Asociale. Forse è questo il termine che mi descrive davvero; questo perché mi risulta difficile trovare una qualunque forma di affinità con i miei compagni di classe - che, peraltro, ho sempre ritenuto insipidi e privi di carattere - ma, essendo loro ritenuti "normali" nel duemilaquindici, deduco di essere io la "strana." 

Diversa. Un altro termine che mi descrive. Sono sempre stata considerata ombrosa, apatica, secchiona magari, caratteristiche che nella mia società ti rendono praticamente un inetto; le persone davvero non capiscono e non potranno mai capire come ci si possa sentire ad essere tale.
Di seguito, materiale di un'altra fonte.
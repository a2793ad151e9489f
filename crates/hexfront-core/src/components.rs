//! ECS components for hecs entities.
//!
//! Components are plain data structs with no methods.
//! Game logic lives in systems, not components.

use glam::Vec2;
use serde::{Deserialize, Serialize};

use crate::enums::*;
use crate::types::Position;

/// Marks a unit and records its archetype.
#[derive(Debug, Clone, Copy, Serialize, Deserialize)]
pub struct Character {
    pub kind: CharacterKind,
}

/// Marks a structure and records its archetype.
#[derive(Debug, Clone, Copy, Serialize, Deserialize)]
pub struct Building {
    pub kind: BuildingKind,
}

/// Marks a settlement center. Cities provide sight but take no part in combat.
#[derive(Debug, Clone, Serialize, Deserialize)]
pub struct City {
    pub name: String,
}

/// Marks a resource deposit.
#[derive(Debug, Clone, Copy, Serialize, Deserialize)]
pub struct Resource {
    pub kind: ResourceKind,
}

/// Hex-distance within which this entity reveals cells.
#[derive(Debug, Clone, Copy, Serialize, Deserialize)]
pub struct Sight {
    pub radius: i32,
}

/// Permanent hit points.
#[derive(Debug, Clone, Copy, PartialEq, Eq, Serialize, Deserialize)]
pub struct Health {
    pub current: i32,
    pub max: i32,
}

/// Regenerable pool depleted before health.
#[derive(Debug, Clone, Copy, PartialEq, Eq, Serialize, Deserialize)]
pub struct Defenses {
    pub current: i32,
    pub max: i32,
}

/// Edge lengths of the axis-aligned collision box, centered on Position.
#[derive(Debug, Clone, Copy, Serialize, Deserialize)]
pub struct Footprint {
    pub size: Vec2,
}

/// Ranged weapon state.
#[derive(Debug, Clone, Copy, Serialize, Deserialize)]
pub struct Weapon {
    /// Hex-distance within which targets are acquired.
    pub range: i32,
    /// Ammunition fired; `None` means the entity tracks targets but can't shoot.
    pub projectile: Option<ProjectileKind>,
    /// Ticks remaining until the weapon may fire again.
    pub cooldown: u32,
    /// Value `cooldown` is reset to after firing.
    pub cooldown_reset: u32,
    /// Plane position of the current target, if any.
    pub target: Option<Position>,
}

/// A round in flight.
#[derive(Debug, Clone, Copy, Serialize, Deserialize)]
pub struct Projectile {
    pub kind: ProjectileKind,
    /// Unit vector, or a scaled displacement for point-blank shots.
    pub direction: Vec2,
    pub speed: f32,
    pub damage: i32,
    /// Side of the firer. Never changes after the projectile is spawned.
    pub allegiance: Allegiance,
    /// Ticks survived so far.
    pub age_ticks: u32,
}
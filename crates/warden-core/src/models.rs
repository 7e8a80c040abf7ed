//! Domain models for warden.
//!
//! Users, groups and roles are owned by their managers; membership rows by
//! the membership store; resource nodes and grants by the permission
//! catalog, which this core only reads during resolution.

pub mod group;
pub mod resource;
pub mod role;
pub mod title;
pub mod user;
Talvolta, mi capita di ritrovarmi a pensare: "se ci provassi, se mi sforzassi di assomigliare agli altri... Mi accetterebbero?" Poi, il momento dopo, mi prenderei letteralmente a ceffoni per questo mio assurdo pensiero. Io non voglio essere come gli altri, sono così come sono e nessuna critica riuscirà a cambiarmi. Riflettendoci bene, non ho nemmeno interesse nel farlo: chi ha stabilito che ciascun individuo debba per forza omologarsi agli altri? Ogni era ha i suoi idoli, ma mai come in quella contemporanea si avverte il peso di non rispecchiare quei canoni di perfezione propinati da TV e mass media. Trovo la nostra società ingiusta e superficiale e, proprio per questo, mi sono ritrovata più volte a rimuginare su ciò che avevo sentito raccontare dal nonno, che spesso lamenta la carenza di valori sopravvissuti fino al secolo scorso. È capitato che mi sia addirittura ritrovata a immaginare come sarebbe stata la mia vita in un'altra epoca; in quel caso, credo che le cose sarebbero state diverse e io, io...
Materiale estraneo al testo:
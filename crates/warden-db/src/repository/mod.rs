//! SurrealDB repository implementations.
//!
//! Multi-row mutations go through [`run_batch`] or [`delete_guarded`]. Each
//! sends one transaction, so either every row is written or none is.

mod group;
mod membership;
mod resource;
mod role;
mod title;
mod user;

pub use group::SurrealGroupRepository;
pub use membership::SurrealMembershipStore;
pub use resource::SurrealResourceRepository;
pub use role::SurrealRoleRepository;
pub use title::SurrealTitleRepository;
pub use user::SurrealUserRepository;

use chrono::{DateTime, Utc};
use surrealdb::{Connection, Surreal};
use surrealdb_types::SurrealValue;
use tracing::debug;
use uuid::Uuid;

use crate::error::DbError;

/// Row struct for count queries.
#[derive(Debug, SurrealValue)]
struct CountRow {
    total: u64,
}

/// Row returned by `UPDATE`/`DELETE ... RETURN BEFORE`; only used to count
/// matched records.
#[derive(Debug, SurrealValue)]
struct HitRow {
    #[allow(dead_code)]
    created_at: DateTime<Utc>,
}

/// Single string column selected with `AS ref_id`.
#[derive(Debug, SurrealValue)]
struct RefRow {
    ref_id: String,
}

fn parse_refs(field: &str, rows: Vec<RefRow>) -> Result<Vec<Uuid>, DbError> {
    rows.iter().map(|r| parse_uuid(field, &r.ref_id)).collect()
}

fn parse_uuid(field: &str, raw: &str) -> Result<Uuid, DbError> {
    Uuid::parse_str(raw).map_err(|e| DbError::Corrupt(format!("invalid {field} UUID: {e}")))
}

fn parse_opt_uuid(field: &str, raw: Option<&str>) -> Result<Option<Uuid>, DbError> {
    raw.map(|r| parse_uuid(field, r)).transpose()
}

fn first_count(rows: Vec<CountRow>) -> u64 {
    rows.first().map(|r| r.total).unwrap_or(0)
}

/// Execute `statements` in order inside one transaction.
///
/// An empty list issues nothing. Statement text must only embed values
/// that cannot carry SurrealQL (UUIDs and enum tags); free text goes
/// through bound parameters instead.
async fn run_batch<C: Connection>(db: &Surreal<C>, statements: Vec<String>) -> Result<(), DbError> {
    if statements.is_empty() {
        return Ok(());
    }
    debug!(statements = statements.len(), "Running batch");

    let mut query = String::from("BEGIN TRANSACTION;\n");
    for statement in &statements {
        query.push_str(statement);
        query.push_str(";\n");
    }
    query.push_str("COMMIT TRANSACTION;");

    db.query(query)
        .await?
        .check()
        .map_err(|e| DbError::Batch(e.to_string()))?;
    Ok(())
}

/// Result slot of `RETURN $hit` in [`delete_guarded`]: BEGIN, LET and IF
/// each produce one result ahead of it.
const GUARDED_DELETE_SLOT: usize = 3;

/// Delete the non-built-in record `table:id` and, only if it was removed,
/// run `cascade` in the same transaction. `cascade` statements refer to the
/// deleted key as `$id`.
///
/// Returns whether the record was deleted. A failing cascade statement
/// cancels the whole transaction, record included.
async fn delete_guarded<C: Connection>(
    db: &Surreal<C>,
    table: &'static str,
    id: Uuid,
    cascade: Vec<String>,
) -> Result<bool, DbError> {
    let mut query = String::from(
        "BEGIN TRANSACTION;\n\
         LET $hit = DELETE type::record($tb, $id) WHERE built_in = false RETURN BEFORE;\n\
         IF array::len($hit) > 0 {\n",
    );
    for statement in &cascade {
        query.push_str("    ");
        query.push_str(statement);
        query.push_str(";\n");
    }
    query.push_str("};\nRETURN $hit;\nCOMMIT TRANSACTION;");

    let mut result = db
        .query(query)
        .bind(("tb", table))
        .bind(("id", id.to_string()))
        .await?
        .check()
        .map_err(|e| DbError::Batch(e.to_string()))?;

    let rows: Vec<HitRow> = result.take(GUARDED_DELETE_SLOT)?;
    Ok(!rows.is_empty())
}

/// Render ids as a SurrealQL array literal of strings.
fn id_list(ids: &[Uuid]) -> String {
    let quoted: Vec<String> = ids.iter().map(|id| format!("'{id}'")).collect();
    format!("[{}]", quoted.join(", "))
}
Niente. Nemmeno a me stessa riesco ad ammetterlo. Maledetto orgoglio, rovina mia, non mi sei proprio di alcuna utilità. Hai condizionato la mia vita e modificato il mio carattere a tuo piacimento, rendendomi molto più cinica di quanto avrei dovuto essere. Ma io ne sono felice, in fondo.

"No feelings, no pain." Ho sempre amato questa frase perché, in un certo qual modo, mi rappresenta. Detesto essere costretta a fingere di provare empatia verso l'umanità, perché tutto ciò che sta accadendo, le migrazioni, la povertà, il cambiamento climatico, sono imputabili a noi soltanto e alla nostra infinita crudeltà. Non mi sento di mostrarmi felice se non lo sono, non voglio che qualcuno mi tocchi solo perché viene considerato normale scambiarsi manifestazioni fisiche di affetto. Vivo serenamente nel mio piccolo mondo, tuttavia, persino in ogni mio più bel sorriso traspare un velo di malinconia. Bisognerebbe essere ciechi per non notarlo ma, a quanto pare, hanno perso quasi tutti la capacità di vedere.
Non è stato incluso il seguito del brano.